The tests included salmon species that are known to carry infection without showing signs of the disease, CFIA said. IHN is found in some species of fish in B.C., but the presence of the other diseases has not been confirmed, the agency said.
Independent biologist Alexandra Morton, a vocal foe of salmon farms, raised alarm bells in 2011 when she reported that tests conducted for her by a Prince Edward Island laboratory had found ISA in wild Pacific salmon.
The virus, part of the influenza family, has devastated farms of Atlantic salmon in Norway, Chile and eastern Canada, but is not believed to be fatal to Pacific salmon.
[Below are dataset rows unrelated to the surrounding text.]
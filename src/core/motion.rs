// Idle motion of the displayed model: a slow spin plus a drift that bounces
// inside a viewport-dependent rectangle.

use super::constants::{BOUNDS_HALF_HEIGHT, BOUNDS_HALF_WIDTH_PER_ASPECT};
use glam::{Vec2, Vec3};

#[derive(Clone, Copy, Debug, PartialEq)]
pub struct AxisBounds {
    pub min: f32,
    pub max: f32,
}

impl AxisBounds {
    pub fn symmetric(half: f32) -> Self {
        Self {
            min: -half,
            max: half,
        }
    }
}

#[derive(Clone, Copy, Debug, PartialEq)]
pub struct Bounds {
    pub x: AxisBounds,
    pub y: AxisBounds,
}

impl Bounds {
    /// Bounce rectangle for a viewport of the given aspect ratio (width / height).
    pub fn for_aspect(aspect: f32) -> Self {
        Self {
            x: AxisBounds::symmetric(BOUNDS_HALF_WIDTH_PER_ASPECT * aspect),
            y: AxisBounds::symmetric(BOUNDS_HALF_HEIGHT),
        }
    }
}

impl Default for Bounds {
    fn default() -> Self {
        Self {
            x: AxisBounds::symmetric(BOUNDS_HALF_WIDTH_PER_ASPECT),
            y: AxisBounds::symmetric(BOUNDS_HALF_HEIGHT),
        }
    }
}

#[derive(Clone, Debug)]
pub struct Drift {
    pub position: Vec2,
    pub direction: Vec2,
    pub bounds: Bounds,
}

impl Default for Drift {
    fn default() -> Self {
        Self {
            position: Vec2::ZERO,
            direction: Vec2::ONE,
            bounds: Bounds::default(),
        }
    }
}

impl Drift {
    /// Move by `speed * direction * dt_sec` and reflect off the bounds.
    ///
    /// A sign only flips while the position is past a bound and still heading
    /// outward, so a shrunken rectangle cannot trap the model flipping in place.
    pub fn step(&mut self, speed: f32, dt_sec: f32) {
        self.position += speed * self.direction * dt_sec;
        self.direction.x = reflect(self.position.x, self.direction.x, self.bounds.x);
        self.direction.y = reflect(self.position.y, self.direction.y, self.bounds.y);
    }

    pub fn resize(&mut self, aspect: f32) {
        self.bounds = Bounds::for_aspect(aspect);
    }

    pub fn position3(&self) -> Vec3 {
        self.position.extend(0.0)
    }
}

#[inline]
fn reflect(pos: f32, dir: f32, bounds: AxisBounds) -> f32 {
    if (pos > bounds.max && dir > 0.0) || (pos < bounds.min && dir < 0.0) {
        -dir
    } else {
        dir
    }
}

/// Accumulated Euler angles (radians) advanced by fixed per-tick increments.
#[derive(Clone, Copy, Debug, Default)]
pub struct Spin {
    pub x: f32,
    pub y: f32,
}

impl Spin {
    pub fn step(&mut self, deg_x: f32, deg_y: f32) {
        self.x = (self.x + deg_x.to_radians()) % std::f32::consts::TAU;
        self.y = (self.y + deg_y.to_radians()) % std::f32::consts::TAU;
    }
}
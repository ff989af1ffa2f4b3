/// Web-frontend constants: DOM hooks and presentation tuning.
///
/// Element ids are the contract with the hosting page; the viewer logs and
/// carries on when one is missing.
// Canvases
pub const CANVAS_ID: &str = "canvas";
pub const CONFETTI_CANVAS_ID: &str = "confetti-canvas";

// Entry gate
pub const ENTRY_OVERLAY_ID: &str = "overlay";
pub const ENTRY_BUTTON_ID: &str = "grattisBtn";

// Settings panel
pub const CONTROL_PANEL_SELECTOR: &str = ".control-panel";
pub const SETTINGS_BUTTON_ID: &str = "settingsButton";
pub const SETTINGS_PANEL_ID: &str = "settingsPanel";
pub const PANEL_ACTIVE_CLASS: &str = "active";

// Model controls
pub const TOGGLE_ANIMATION_ID: &str = "toggleAnimation";
pub const VARIANT_BUTTON_SELECTOR: &str = ".safe-btn";
pub const VARIANT_ATTRIBUTE: &str = "data-safe";

// Rendering
pub const MAX_PIXEL_RATIO: f64 = 2.0;
pub const DEPTH_FORMAT: wgpu::TextureFormat = wgpu::TextureFormat::Depth32Float;
pub const MSAA_SAMPLE_COUNT: u32 = 4; // WebGPU guarantees 1 and 4

// Confetti drawing
pub const CONFETTI_TIMEOUT_MS: i32 = (crate::core::CONFETTI_DURATION_SEC * 1000.0) as i32;
pub const CONFETTI_CANVAS_Z_INDEX: &str = "1000";
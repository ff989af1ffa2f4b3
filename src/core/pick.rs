use super::model::{Aabb, ModelCpu};
use glam::{Mat4, Vec3};

/// Slab test; returns the entry distance along the ray (0 when starting inside).
#[inline]
pub fn ray_aabb(ray_origin: Vec3, ray_dir: Vec3, bounds: &Aabb) -> Option<f32> {
    let inv = ray_dir.recip();
    let t0 = (bounds.min - ray_origin) * inv;
    let t1 = (bounds.max - ray_origin) * inv;
    let t_near = t0.min(t1).max_element();
    let t_far = t0.max(t1).min_element();
    if t_far < 0.0 || t_near > t_far || t_near.is_nan() || t_far.is_nan() {
        return None;
    }
    Some(t_near.max(0.0))
}

/// Möller–Trumbore, double sided.
#[inline]
pub fn ray_triangle(ray_origin: Vec3, ray_dir: Vec3, a: Vec3, b: Vec3, c: Vec3) -> Option<f32> {
    let e1 = b - a;
    let e2 = c - a;
    let p = ray_dir.cross(e2);
    let det = e1.dot(p);
    if det.abs() < 1e-8 {
        return None;
    }
    let inv_det = 1.0 / det;
    let s = ray_origin - a;
    let u = s.dot(p) * inv_det;
    if !(0.0..=1.0).contains(&u) {
        return None;
    }
    let q = s.cross(e1);
    let v = ray_dir.dot(q) * inv_det;
    if v < 0.0 || u + v > 1.0 {
        return None;
    }
    let t = e2.dot(q) * inv_det;
    (t >= 0.0).then_some(t)
}

/// Nearest hit distance (world units) between a world-space ray and the
/// model's triangles. `part_world` holds one world matrix per mesh part.
pub fn raycast_model(
    model: &ModelCpu,
    part_world: &[Mat4],
    ray_origin: Vec3,
    ray_dir: Vec3,
) -> Option<f32> {
    let mut best: Option<f32> = None;
    for (part, world) in model.parts.iter().zip(part_world) {
        let det = world.determinant();
        if det.abs() < f32::EPSILON {
            continue;
        }
        let inv = world.inverse();
        let ro = inv.transform_point3(ray_origin);
        let rd = inv.transform_vector3(ray_dir);

        let mut local = Aabb::EMPTY;
        for v in &part.vertices {
            local.extend(Vec3::from(v.pos));
        }
        if ray_aabb(ro, rd, &local).is_none() {
            continue;
        }
        for tri in part.indices.chunks_exact(3) {
            let [a, b, c] = [tri[0], tri[1], tri[2]].map(|i| Vec3::from(part.vertices[i as usize].pos));
            if let Some(t_local) = ray_triangle(ro, rd, a, b, c) {
                let hit_world = world.transform_point3(ro + rd * t_local);
                let t = (hit_world - ray_origin).length();
                if best.map_or(true, |bt| t < bt) {
                    best = Some(t);
                }
            }
        }
    }
    best
}
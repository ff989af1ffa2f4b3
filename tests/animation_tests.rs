// Host-side tests for clip sampling and the open/close state machine.
// The main crate is wasm-only, so we include the pure-Rust modules directly.

#![allow(dead_code)]
mod core {
    pub mod constants {
        include!("../src/core/constants.rs");
    }
    pub mod clip {
        include!("../src/core/clip.rs");
    }
    pub mod animation {
        include!("../src/core/animation.rs");
    }
}

use crate::core::animation::*;
use crate::core::clip::*;
use crate::core::constants::ANIMATION_SPEED_MIN;
use glam::{Quat, Vec3};

fn approx(a: f32, b: f32) -> bool {
    (a - b).abs() < 1e-4
}

fn bound_controller(duration: f32) -> AnimationController {
    let mut c = AnimationController::new(1.0);
    c.bind(Some(ClipPlayer::new(duration)));
    c
}

#[test]
fn vec3_track_interpolates_and_clamps() {
    let tr = TrackVec3 {
        times: vec![0.0, 1.0],
        values: vec![Vec3::ZERO, Vec3::new(2.0, 0.0, 0.0)],
    };
    let d = Vec3::splat(9.0);
    assert!(sample_vec3(&tr, 0.5, d).abs_diff_eq(Vec3::new(1.0, 0.0, 0.0), 1e-5));
    assert_eq!(sample_vec3(&tr, -1.0, d), Vec3::ZERO);
    assert_eq!(sample_vec3(&tr, 5.0, d), Vec3::new(2.0, 0.0, 0.0));
}

#[test]
fn empty_and_single_key_tracks() {
    let d = Vec3::new(1.0, 2.0, 3.0);
    assert_eq!(sample_vec3(&TrackVec3::default(), 0.3, d), d);

    let single = TrackVec3 {
        times: vec![0.5],
        values: vec![Vec3::X],
    };
    assert_eq!(sample_vec3(&single, 0.0, d), Vec3::X);
    assert_eq!(sample_vec3(&single, 2.0, d), Vec3::X);
}

#[test]
fn quat_track_slerps() {
    let end = Quat::from_rotation_y(std::f32::consts::FRAC_PI_2);
    let tr = TrackQuat {
        times: vec![0.0, 2.0],
        values: vec![Quat::IDENTITY, end],
    };
    let mid = sample_quat(&tr, 1.0, Quat::IDENTITY);
    let expected = Quat::from_rotation_y(std::f32::consts::FRAC_PI_4);
    assert!(mid.abs_diff_eq(expected, 1e-4));
}

#[test]
fn clip_falls_back_to_rest_pose_for_untracked_nodes() {
    let mut clip = AnimClip {
        duration: 1.0,
        ..AnimClip::default()
    };
    clip.translations.insert(
        0,
        TrackVec3 {
            times: vec![0.0, 1.0],
            values: vec![Vec3::ZERO, Vec3::Y],
        },
    );
    let rest = Vec3::new(4.0, 4.0, 4.0);
    assert!(clip.translation(0, 1.0, rest).abs_diff_eq(Vec3::Y, 1e-6));
    assert_eq!(clip.translation(1, 0.5, rest), rest);
    assert_eq!(clip.rotation(0, 0.5, Quat::IDENTITY), Quat::IDENTITY);
    assert_eq!(clip.scale(0, 0.5, Vec3::ONE), Vec3::ONE);
}

#[test]
fn player_runs_forward_once_and_holds() {
    let mut p = ClipPlayer::new(2.0);
    assert!(!p.is_running());
    assert_eq!(p.duration(), 2.0);
    p.play(1.0, 7);
    assert!(p.is_running());
    assert_eq!(p.time_scale(), 1.0);
    assert_eq!(p.advance(1.0), None);
    assert!(approx(p.time(), 1.0));
    assert_eq!(p.advance(5.0), Some(7));
    assert!(approx(p.time(), 2.0));
    assert!(!p.is_running());
    // finished notification is reported once
    assert_eq!(p.advance(1.0), None);
    assert!(approx(p.time(), 2.0));
}

#[test]
fn player_runs_backward_from_end() {
    let mut p = ClipPlayer::new(3.0);
    p.play(-2.0, 1);
    assert!(approx(p.time(), 3.0));
    assert_eq!(p.advance(1.0), None);
    assert!(approx(p.time(), 1.0));
    assert_eq!(p.advance(1.0), Some(1));
    assert!(approx(p.time(), 0.0));
}

#[test]
fn open_then_close_cycle() {
    let mut c = bound_controller(2.0);
    assert_eq!(c.state(), LidState::Closed);
    assert!(!c.is_open());

    assert!(c.trigger());
    assert_eq!(c.state(), LidState::Opening);
    assert!(c.is_open());
    assert!(c.is_playing());
    assert!(c.rate() > 0.0);

    c.advance(2.5);
    assert_eq!(c.state(), LidState::Open);
    assert!(approx(c.clip_time().unwrap_or(-1.0), 2.0));

    assert!(c.trigger());
    assert_eq!(c.state(), LidState::Closing);
    assert!(!c.is_open());
    assert!(c.rate() < 0.0);
    // closing plays from the open pose back to the start
    assert!(approx(c.clip_time().unwrap_or(-1.0), 2.0));

    c.advance(1.0);
    assert_eq!(c.state(), LidState::Closing);
    c.advance(1.0);
    assert_eq!(c.state(), LidState::Closed);
    assert!(approx(c.clip_time().unwrap_or(-1.0), 0.0));
}

#[test]
fn trigger_is_ignored_while_opening() {
    let mut c = bound_controller(2.0);
    assert!(c.trigger());
    c.advance(0.5);
    let generation = c.generation();
    let time = c.clip_time();

    assert!(!c.trigger());
    assert_eq!(c.state(), LidState::Opening);
    assert_eq!(c.generation(), generation);
    assert_eq!(c.clip_time(), time);
    assert!(approx(time.unwrap_or(-1.0), 0.5));
    assert!(c.is_open());
    assert!(approx(c.rate(), 1.0));
}

#[test]
fn trigger_is_ignored_while_closing() {
    let mut c = bound_controller(2.0);
    assert!(c.trigger());
    c.advance(2.5);
    assert_eq!(c.state(), LidState::Open);
    assert!(c.trigger());
    c.advance(0.5);
    let generation = c.generation();
    let time = c.clip_time();

    assert!(!c.trigger());
    assert_eq!(c.state(), LidState::Closing);
    assert_eq!(c.generation(), generation);
    assert_eq!(c.clip_time(), time);
    assert!(approx(time.unwrap_or(-1.0), 1.5));
    assert!(!c.is_open());
    assert!(approx(c.rate(), -1.0));
}

#[test]
fn trigger_without_clip_does_nothing() {
    let mut c = AnimationController::new(1.0);
    assert!(!c.has_clip());
    assert!(!c.trigger());
    assert_eq!(c.state(), LidState::Closed);
    assert_eq!(c.clip_time(), None);
    c.advance(1.0);
    assert_eq!(c.state(), LidState::Closed);
}

#[test]
fn stale_finish_notifications_are_ignored() {
    let mut c = bound_controller(1.0);
    assert!(c.trigger());
    let stale = c.generation() - 1;
    c.on_finished(stale);
    assert_eq!(c.state(), LidState::Opening);
    c.on_finished(c.generation());
    assert_eq!(c.state(), LidState::Open);
}

#[test]
fn rebinding_resets_to_closed() {
    let mut c = bound_controller(1.0);
    assert!(c.trigger());
    let old = c.generation();
    c.bind(Some(ClipPlayer::new(4.0)));
    assert_eq!(c.state(), LidState::Closed);
    assert!(!c.is_playing());
    // the playback started before the switch can no longer settle anything
    c.on_finished(old);
    assert_eq!(c.state(), LidState::Closed);
    assert!(c.trigger());
}

#[test]
fn unbind_stops_playback() {
    let mut c = bound_controller(1.0);
    assert!(c.trigger());
    c.unbind();
    assert!(!c.has_clip());
    assert!(!c.is_playing());
    assert!(!c.trigger());
}

#[test]
fn speed_change_keeps_direction() {
    let mut c = bound_controller(4.0);
    assert!(c.trigger());
    c.advance(4.0);
    assert!(c.trigger());
    assert_eq!(c.state(), LidState::Closing);

    c.set_speed(2.0);
    assert!(approx(c.rate(), -2.0));
    c.advance(1.0);
    assert!(approx(c.clip_time().unwrap_or(-1.0), 2.0));
    c.advance(1.0);
    assert_eq!(c.state(), LidState::Closed);
}

#[test]
fn speed_is_clamped_to_minimum() {
    let mut c = AnimationController::new(0.0);
    assert!(approx(c.speed(), ANIMATION_SPEED_MIN));
    c.set_speed(-3.0);
    assert!(approx(c.speed(), ANIMATION_SPEED_MIN));
    c.set_speed(1.5);
    assert!(approx(c.speed(), 1.5));
}
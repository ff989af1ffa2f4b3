pub mod animation;
pub mod clip;
pub mod confetti;
pub mod constants;
pub mod logo;
pub mod model;
pub mod motion;
pub mod params;
pub mod pick;
pub mod slot;

pub use animation::*;
pub use clip::*;
pub use confetti::*;
pub use constants::*;
pub use logo::*;
pub use model::*;
pub use motion::*;
pub use params::*;
pub use pick::*;
pub use slot::*;

// Shaders bundled as string constants
pub static SCENE_WGSL: &str = include_str!("../../shaders/scene.wgsl");
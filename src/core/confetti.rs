// Confetti particle field: spawning, per-tick update and line-segment output.
//
// Motion is per tick rather than per second; only the run's lifetime is
// measured in wall-clock time.

use super::constants::*;
use rand::Rng;

#[derive(Clone, Debug, PartialEq)]
pub struct Particle {
    pub x: f32,
    pub y: f32,
    pub radius: f32,
    pub color: &'static str,
    pub tilt: f32,
    pub tilt_angle: f32,
    pub tilt_increment: f32,
    pub fall_speed: f32,
    /// Offset into the shared sway oscillator.
    pub phase: f32,
}

/// One stroked confetti piece in canvas pixels.
#[derive(Clone, Copy, Debug, PartialEq)]
pub struct Segment {
    pub from: [f32; 2],
    pub to: [f32; 2],
    pub line_width: f32,
    pub color: &'static str,
}

#[derive(Clone, Copy, Debug, PartialEq, Eq)]
pub enum ConfettiStatus {
    Running,
    Finished,
}

#[derive(Clone, Debug)]
pub struct ConfettiField {
    particles: Vec<Particle>,
    angle: f32,
    width: f32,
    height: f32,
    elapsed: f32,
    duration: f32,
}

impl ConfettiField {
    /// Scatter `count` particles over (and just above) a `width` x `height` canvas.
    pub fn spawn<R: Rng + ?Sized>(rng: &mut R, count: usize, width: f32, height: f32) -> Self {
        let width = width.max(1.0);
        let height = height.max(1.0);
        let particles = (0..count)
            .map(|_| Particle {
                x: rng.gen_range(0.0..width),
                y: rng.gen_range(-height..0.0),
                radius: rng.gen_range(CONFETTI_RADIUS_MIN..CONFETTI_RADIUS_MAX),
                color: CONFETTI_PALETTE[rng.gen_range(0..CONFETTI_PALETTE.len())],
                tilt: rng.gen_range(-10.0..0.0),
                tilt_angle: 0.0,
                tilt_increment: rng
                    .gen_range(CONFETTI_TILT_INCREMENT_MIN..CONFETTI_TILT_INCREMENT_MAX),
                fall_speed: rng.gen_range(CONFETTI_FALL_SPEED_MIN..CONFETTI_FALL_SPEED_MAX),
                phase: rng.gen_range(0.0..count.max(1) as f32),
            })
            .collect();
        Self {
            particles,
            angle: 0.0,
            width,
            height,
            elapsed: 0.0,
            duration: CONFETTI_DURATION_SEC,
        }
    }

    /// Advance one tick; `dt_sec` only counts toward the run's lifetime.
    pub fn step(&mut self, dt_sec: f32) -> ConfettiStatus {
        self.elapsed += dt_sec.max(0.0);
        if self.is_expired() {
            return ConfettiStatus::Finished;
        }
        self.angle += CONFETTI_SWAY_STEP;
        let angle = self.angle;
        for (i, p) in self.particles.iter_mut().enumerate() {
            p.tilt_angle += p.tilt_increment;
            p.y += ((angle + p.phase).cos() + p.fall_speed + p.radius / 2.0) / 2.0;
            p.x += angle.sin();
            p.tilt = (p.tilt_angle - i as f32 / 3.0).sin() * CONFETTI_TILT_AMPLITUDE;

            if p.y > self.height + CONFETTI_RADIUS_MAX * 2.0 {
                p.y = -CONFETTI_RADIUS_MAX * 2.0;
            }
            if p.x > self.width + CONFETTI_RADIUS_MAX {
                p.x = -CONFETTI_RADIUS_MAX;
            } else if p.x < -CONFETTI_RADIUS_MAX {
                p.x = self.width + CONFETTI_RADIUS_MAX;
            }
        }
        ConfettiStatus::Running
    }

    pub fn is_expired(&self) -> bool {
        self.elapsed >= self.duration
    }

    pub fn particles(&self) -> &[Particle] {
        &self.particles
    }

    pub fn elapsed(&self) -> f32 {
        self.elapsed
    }

    pub fn size(&self) -> (f32, f32) {
        (self.width, self.height)
    }

    /// Short rotated strokes, one per particle, in draw order.
    pub fn segments(&self) -> impl Iterator<Item = Segment> + '_ {
        self.particles.iter().map(|p| Segment {
            from: [p.x + p.tilt + p.radius / 4.0, p.y],
            to: [p.x + p.tilt, p.y + p.tilt + p.radius / 4.0],
            line_width: p.radius / 2.0,
            color: p.color,
        })
    }
}

/// At most one burst at a time; a start while one runs is ignored.
#[derive(Debug, Default)]
pub struct ConfettiRun {
    field: Option<ConfettiField>,
}

impl ConfettiRun {
    /// Spawn a fresh field unless a burst is already running.
    pub fn start<R: Rng + ?Sized>(&mut self, rng: &mut R, width: f32, height: f32) -> bool {
        if self.field.is_some() {
            return false;
        }
        self.field = Some(ConfettiField::spawn(rng, CONFETTI_COUNT, width, height));
        true
    }

    pub fn stop(&mut self) {
        self.field = None;
    }

    pub fn is_running(&self) -> bool {
        self.field.is_some()
    }

    pub fn field(&self) -> Option<&ConfettiField> {
        self.field.as_ref()
    }

    pub fn field_mut(&mut self) -> Option<&mut ConfettiField> {
        self.field.as_mut()
    }
}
Atlantic salmon are farmed in B.C.
“It has killed more salmon than any other virus known, causing $2 billion in damages in Chile,” Morton said.
Morton, who is continuing to submit her own samples for testing by international laboratories, is asking CFIA to disclose details of their test protocols and to submit their work for peer review “by the scientific community that is tracking this virus in salmon farms around the world.”
Seven labs have found segments of the European strain of ISA in B.C., Morton said.
“When seven labs find one thing and the one official lab reports the opposite, the public are at risk,” Morton said. “If I could ask one question it would be: Why is the CFIA not looking for this Atlantic virus in the millions of Atlantic salmon in feedlots in B.C.?”
Salmon farmers, who say they have sent more than 8,000 samples for testing without a confirmed finding of ISA, have said that the damage wrought on other fish-farming communities by the virus shows it is not active in B.C., where the survival rate of farmed fish is more than 90 per cent.
Next year, the government surveillance program, which is led by CFIA with input from Fisheries and Oceans Canada, the provincial government, First Nations and the aquaculture, fishing and processing industries, is expected to test more than 5,000 fish.
ISA is not harmful to humans who eat the fish.